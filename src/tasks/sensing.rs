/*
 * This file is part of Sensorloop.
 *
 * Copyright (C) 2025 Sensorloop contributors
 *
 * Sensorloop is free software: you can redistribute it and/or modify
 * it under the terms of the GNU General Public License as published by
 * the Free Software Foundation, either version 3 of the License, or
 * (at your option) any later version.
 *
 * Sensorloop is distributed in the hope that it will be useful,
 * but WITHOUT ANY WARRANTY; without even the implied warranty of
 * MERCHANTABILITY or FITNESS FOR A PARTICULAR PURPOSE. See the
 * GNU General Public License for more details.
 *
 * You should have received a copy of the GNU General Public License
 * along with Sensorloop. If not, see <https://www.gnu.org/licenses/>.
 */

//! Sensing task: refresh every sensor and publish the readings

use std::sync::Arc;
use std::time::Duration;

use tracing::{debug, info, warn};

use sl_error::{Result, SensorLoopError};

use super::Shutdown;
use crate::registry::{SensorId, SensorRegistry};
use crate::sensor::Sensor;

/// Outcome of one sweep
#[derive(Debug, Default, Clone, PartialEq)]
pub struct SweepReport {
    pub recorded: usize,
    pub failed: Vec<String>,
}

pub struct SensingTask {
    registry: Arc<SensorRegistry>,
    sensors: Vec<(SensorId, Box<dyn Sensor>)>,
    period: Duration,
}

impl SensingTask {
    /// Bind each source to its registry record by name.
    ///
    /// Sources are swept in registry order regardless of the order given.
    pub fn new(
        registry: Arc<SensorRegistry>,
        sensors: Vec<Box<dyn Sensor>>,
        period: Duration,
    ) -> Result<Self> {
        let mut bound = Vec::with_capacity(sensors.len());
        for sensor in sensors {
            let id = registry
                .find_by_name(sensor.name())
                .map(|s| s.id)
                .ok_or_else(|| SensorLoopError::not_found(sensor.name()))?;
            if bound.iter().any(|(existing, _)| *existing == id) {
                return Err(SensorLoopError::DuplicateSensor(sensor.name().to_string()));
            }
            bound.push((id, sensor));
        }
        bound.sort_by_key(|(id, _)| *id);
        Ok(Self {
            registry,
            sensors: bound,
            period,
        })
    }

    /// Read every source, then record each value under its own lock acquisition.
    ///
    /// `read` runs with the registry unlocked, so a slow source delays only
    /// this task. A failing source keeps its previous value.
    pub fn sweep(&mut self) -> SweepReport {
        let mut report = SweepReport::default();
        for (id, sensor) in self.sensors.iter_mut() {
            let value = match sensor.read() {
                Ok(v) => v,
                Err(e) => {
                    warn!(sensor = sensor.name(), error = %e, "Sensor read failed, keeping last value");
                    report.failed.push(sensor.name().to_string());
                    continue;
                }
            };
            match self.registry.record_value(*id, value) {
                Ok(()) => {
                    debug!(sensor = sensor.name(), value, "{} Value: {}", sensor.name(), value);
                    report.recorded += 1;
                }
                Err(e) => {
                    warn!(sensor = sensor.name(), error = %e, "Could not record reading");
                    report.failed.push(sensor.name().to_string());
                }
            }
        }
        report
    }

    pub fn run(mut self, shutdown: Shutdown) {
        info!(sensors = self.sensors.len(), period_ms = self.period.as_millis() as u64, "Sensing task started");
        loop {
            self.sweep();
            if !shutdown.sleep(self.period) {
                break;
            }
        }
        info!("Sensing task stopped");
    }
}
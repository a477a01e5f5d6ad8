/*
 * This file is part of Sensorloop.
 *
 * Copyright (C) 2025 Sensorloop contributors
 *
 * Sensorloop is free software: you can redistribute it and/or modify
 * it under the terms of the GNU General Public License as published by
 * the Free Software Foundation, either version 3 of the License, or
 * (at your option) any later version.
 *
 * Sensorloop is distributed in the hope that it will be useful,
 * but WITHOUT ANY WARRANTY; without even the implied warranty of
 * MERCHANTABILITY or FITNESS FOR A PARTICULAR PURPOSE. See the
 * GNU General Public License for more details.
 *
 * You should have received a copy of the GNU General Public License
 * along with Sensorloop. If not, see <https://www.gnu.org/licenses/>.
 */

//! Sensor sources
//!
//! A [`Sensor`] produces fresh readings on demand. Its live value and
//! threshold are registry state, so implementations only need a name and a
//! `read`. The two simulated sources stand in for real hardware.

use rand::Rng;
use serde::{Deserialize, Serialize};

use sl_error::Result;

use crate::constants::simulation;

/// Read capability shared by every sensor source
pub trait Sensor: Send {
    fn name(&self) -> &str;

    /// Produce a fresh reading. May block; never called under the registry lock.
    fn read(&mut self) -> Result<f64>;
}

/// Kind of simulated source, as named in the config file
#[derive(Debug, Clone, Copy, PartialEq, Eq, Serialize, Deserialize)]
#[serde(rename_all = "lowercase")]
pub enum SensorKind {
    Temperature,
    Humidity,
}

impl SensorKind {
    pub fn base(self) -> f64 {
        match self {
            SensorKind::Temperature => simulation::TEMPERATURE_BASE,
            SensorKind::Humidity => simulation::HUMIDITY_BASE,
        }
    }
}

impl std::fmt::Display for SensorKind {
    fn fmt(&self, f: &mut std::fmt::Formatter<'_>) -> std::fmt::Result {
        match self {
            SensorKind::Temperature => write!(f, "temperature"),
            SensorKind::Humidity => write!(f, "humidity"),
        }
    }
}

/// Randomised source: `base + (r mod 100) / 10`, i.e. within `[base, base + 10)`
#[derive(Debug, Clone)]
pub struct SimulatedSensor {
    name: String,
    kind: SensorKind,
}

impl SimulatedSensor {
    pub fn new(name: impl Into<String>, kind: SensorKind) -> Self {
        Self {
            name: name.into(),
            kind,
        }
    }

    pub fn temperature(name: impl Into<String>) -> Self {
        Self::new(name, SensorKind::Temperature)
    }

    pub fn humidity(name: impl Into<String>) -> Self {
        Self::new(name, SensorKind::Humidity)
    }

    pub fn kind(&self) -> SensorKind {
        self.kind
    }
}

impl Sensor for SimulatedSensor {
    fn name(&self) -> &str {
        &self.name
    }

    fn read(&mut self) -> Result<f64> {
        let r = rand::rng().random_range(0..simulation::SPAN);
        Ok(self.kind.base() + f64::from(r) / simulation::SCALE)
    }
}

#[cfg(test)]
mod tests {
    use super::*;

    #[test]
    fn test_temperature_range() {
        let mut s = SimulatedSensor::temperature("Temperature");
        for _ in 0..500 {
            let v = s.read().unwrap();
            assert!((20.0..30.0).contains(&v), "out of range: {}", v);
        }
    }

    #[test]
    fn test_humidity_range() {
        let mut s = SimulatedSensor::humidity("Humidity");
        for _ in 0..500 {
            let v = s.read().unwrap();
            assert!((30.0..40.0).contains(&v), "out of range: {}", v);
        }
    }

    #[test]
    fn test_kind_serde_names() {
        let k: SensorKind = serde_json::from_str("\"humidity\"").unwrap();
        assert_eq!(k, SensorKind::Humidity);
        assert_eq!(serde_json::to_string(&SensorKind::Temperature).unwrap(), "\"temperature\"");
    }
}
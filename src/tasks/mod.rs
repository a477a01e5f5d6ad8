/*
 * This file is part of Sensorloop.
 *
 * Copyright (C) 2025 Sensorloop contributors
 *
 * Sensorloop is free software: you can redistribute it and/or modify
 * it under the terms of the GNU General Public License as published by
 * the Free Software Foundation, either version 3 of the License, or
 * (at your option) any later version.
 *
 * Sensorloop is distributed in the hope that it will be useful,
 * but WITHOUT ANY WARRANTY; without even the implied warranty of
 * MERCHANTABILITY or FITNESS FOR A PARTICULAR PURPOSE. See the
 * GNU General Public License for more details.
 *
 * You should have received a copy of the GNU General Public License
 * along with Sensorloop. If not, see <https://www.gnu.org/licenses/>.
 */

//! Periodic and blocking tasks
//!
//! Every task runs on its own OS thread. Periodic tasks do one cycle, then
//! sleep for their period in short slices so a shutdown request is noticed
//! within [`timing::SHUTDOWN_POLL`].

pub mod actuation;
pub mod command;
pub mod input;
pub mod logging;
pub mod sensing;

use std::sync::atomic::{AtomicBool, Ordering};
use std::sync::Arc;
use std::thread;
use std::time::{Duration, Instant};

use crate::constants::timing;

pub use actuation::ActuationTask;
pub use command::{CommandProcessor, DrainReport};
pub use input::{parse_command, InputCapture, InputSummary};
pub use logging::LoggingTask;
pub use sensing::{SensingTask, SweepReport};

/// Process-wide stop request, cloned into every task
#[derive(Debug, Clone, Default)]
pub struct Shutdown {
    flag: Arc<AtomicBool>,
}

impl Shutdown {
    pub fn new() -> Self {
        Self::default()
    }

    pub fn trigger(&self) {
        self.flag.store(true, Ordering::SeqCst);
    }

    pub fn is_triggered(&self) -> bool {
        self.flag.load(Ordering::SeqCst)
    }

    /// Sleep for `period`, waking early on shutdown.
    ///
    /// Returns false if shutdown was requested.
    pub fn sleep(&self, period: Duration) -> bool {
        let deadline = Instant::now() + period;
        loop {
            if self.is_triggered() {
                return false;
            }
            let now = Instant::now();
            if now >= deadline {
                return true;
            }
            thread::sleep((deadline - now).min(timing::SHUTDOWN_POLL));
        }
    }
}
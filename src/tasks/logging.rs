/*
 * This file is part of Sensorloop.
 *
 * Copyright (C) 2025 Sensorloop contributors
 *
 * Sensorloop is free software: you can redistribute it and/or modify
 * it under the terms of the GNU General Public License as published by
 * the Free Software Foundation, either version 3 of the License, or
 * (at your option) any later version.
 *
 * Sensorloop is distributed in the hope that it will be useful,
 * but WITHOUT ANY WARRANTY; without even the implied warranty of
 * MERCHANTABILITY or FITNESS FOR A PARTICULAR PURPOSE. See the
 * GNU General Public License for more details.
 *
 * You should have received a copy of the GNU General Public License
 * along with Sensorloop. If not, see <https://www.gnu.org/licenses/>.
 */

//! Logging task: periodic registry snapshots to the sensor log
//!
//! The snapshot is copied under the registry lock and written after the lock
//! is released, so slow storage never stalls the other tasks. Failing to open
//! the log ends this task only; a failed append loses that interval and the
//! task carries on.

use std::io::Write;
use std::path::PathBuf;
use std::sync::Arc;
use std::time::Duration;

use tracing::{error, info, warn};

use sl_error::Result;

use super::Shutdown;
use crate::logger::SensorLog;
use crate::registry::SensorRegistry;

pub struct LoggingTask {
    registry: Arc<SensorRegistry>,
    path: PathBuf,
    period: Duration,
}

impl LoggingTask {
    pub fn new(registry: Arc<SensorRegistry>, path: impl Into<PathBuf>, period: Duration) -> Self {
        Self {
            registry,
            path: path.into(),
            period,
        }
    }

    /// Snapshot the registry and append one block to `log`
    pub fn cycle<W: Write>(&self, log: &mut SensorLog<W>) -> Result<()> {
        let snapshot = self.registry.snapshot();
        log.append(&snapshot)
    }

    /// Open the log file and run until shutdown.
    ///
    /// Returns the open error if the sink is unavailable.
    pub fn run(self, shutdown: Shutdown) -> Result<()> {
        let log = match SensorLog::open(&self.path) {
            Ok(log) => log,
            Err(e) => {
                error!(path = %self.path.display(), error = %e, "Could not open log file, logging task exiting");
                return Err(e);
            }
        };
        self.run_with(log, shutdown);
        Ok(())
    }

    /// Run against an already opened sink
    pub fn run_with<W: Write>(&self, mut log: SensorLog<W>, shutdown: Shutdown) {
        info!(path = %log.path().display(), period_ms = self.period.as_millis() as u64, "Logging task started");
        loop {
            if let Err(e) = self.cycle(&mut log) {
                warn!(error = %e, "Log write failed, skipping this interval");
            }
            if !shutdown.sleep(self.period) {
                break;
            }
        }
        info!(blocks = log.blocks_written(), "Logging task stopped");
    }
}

## Brief:
Please state how many lines in the listing above hold the string "cycle", and nothing more.

## Task solution:
3